Friday, June 15, 2012

June's Sacred
Summer Spaces



It's almost summer, and with that comes the longest day of the year - June 20th, the summer solstice in the northern hemisphere, and people are marking the solstice with events around the world, starting this weekend. On that day, the sun moves into the sign of Cancer, which seems very important in 2012.

2012 is almost half over. Has the time passed quickly for you? In our electromagnetic consciousness grid - magnetics are decreasing while frequency is increasing giving the illusion of time accelerating, when in truth, it is slowing down to zero point. What do you predict for the summer of 2012?

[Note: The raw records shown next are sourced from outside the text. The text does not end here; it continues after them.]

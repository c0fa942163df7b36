//! Clock formatting for rendered schedules.

/// Formats `minutes` past `start_hour` as a 12-hour clock time, e.g. `09:30AM`.
///
/// Hours roll over the 12-hour dial without wrapping the AM/PM marker past
/// midnight; schedules never run that late.
pub fn minutes_to_friendly_time(minutes: u32, start_hour: u32) -> String {
    let hour = start_hour + minutes / 60;
    let minute = minutes % 60;
    let hour_12 = match hour % 12 {
        0 => 12,
        h => h,
    };
    let meridiem = if hour < 12 { "AM" } else { "PM" };
    format!("{hour_12:02}:{minute:02}{meridiem}")
}
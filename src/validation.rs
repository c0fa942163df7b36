//! Input validation for talk sets.
//!
//! Checks every talk before packing starts and reports all problems at
//! once. Detects:
//! - Empty titles
//! - Zero durations
//! - Durations longer than the largest session (cannot be placed at all)
//!
//! Parsed talks already satisfy the stricter per-talk maximum from
//! [`DayLayout::max_talk_duration`]; directly constructed talks only need
//! to fit some session.

use crate::config::DayLayout;
use crate::models::Talk;

/// Validation result.
pub type ValidationResult = Result<(), Vec<ValidationError>>;

/// A validation error.
#[derive(Debug, Clone, PartialEq)]
pub struct ValidationError {
    /// Error category.
    pub kind: ValidationErrorKind,
    /// Position of the offending talk in the input.
    pub index: usize,
    /// Human-readable description.
    pub message: String,
}

/// Categories of validation errors.
#[derive(Debug, Clone, PartialEq, Eq)]
pub enum ValidationErrorKind {
    /// The title is empty or whitespace.
    EmptyTitle,
    /// The talk takes no time.
    ZeroDuration,
    /// The talk is longer than any session.
    ExceedsSessionCapacity,
}

impl ValidationError {
    fn new(kind: ValidationErrorKind, index: usize, message: impl Into<String>) -> Self {
        Self {
            kind,
            index,
            message: message.into(),
        }
    }
}

/// Validates a talk set against a day layout.
///
/// # Returns
/// `Ok(())` if all checks pass, `Err(errors)` with every detected issue.
pub fn validate_talks(talks: &[Talk], layout: &DayLayout) -> ValidationResult {
    let longest_session = layout.morning_capacity().max(layout.afternoon_capacity());
    let mut errors = Vec::new();

    for (index, talk) in talks.iter().enumerate() {
        if talk.title().trim().is_empty() {
            errors.push(ValidationError::new(
                ValidationErrorKind::EmptyTitle,
                index,
                format!("Talk #{index} has no title"),
            ));
        }

        if talk.duration() == 0 {
            errors.push(ValidationError::new(
                ValidationErrorKind::ZeroDuration,
                index,
                format!("Talk '{}' has zero duration", talk.title()),
            ));
        } else if talk.duration() > longest_session {
            errors.push(ValidationError::new(
                ValidationErrorKind::ExceedsSessionCapacity,
                index,
                format!(
                    "Talk '{}' ({}min) is longer than the longest session ({longest_session}min)",
                    talk.title(),
                    talk.duration()
                ),
            ));
        }
    }

    if errors.is_empty() {
        Ok(())
    } else {
        Err(errors)
    }
}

Tuesday, June 19, 2012 we have a New Moon 28° Gemini. Monday, June 25, a Gateway opens linked to Sirius -- the heliacal rising of Sirius marked the flooding of the Nile in Ancient Egypt.




Spain


Spain is in the news for two reasons. First, we have the financial crisis Contagion in Italy, Spain worries EU than Greek exit: Bruno   CNBC - June 15, 2012. Yesterday I blogged -- The rain may not be in Spain, but in the US these days, but Spain is indeed drowning along with the euro zone.


Next, we have a major discovery in Spain that caught my attention, as I have been blogging about caves this week among other synchronicities. The words "El Castillo" took me to El Castillo - The Temple of Kukulkan - which takes us to Z as Quetzalcoatl and the blogs below. The cave, of course, is a symbolic reference to the mind - human and collective unconscious.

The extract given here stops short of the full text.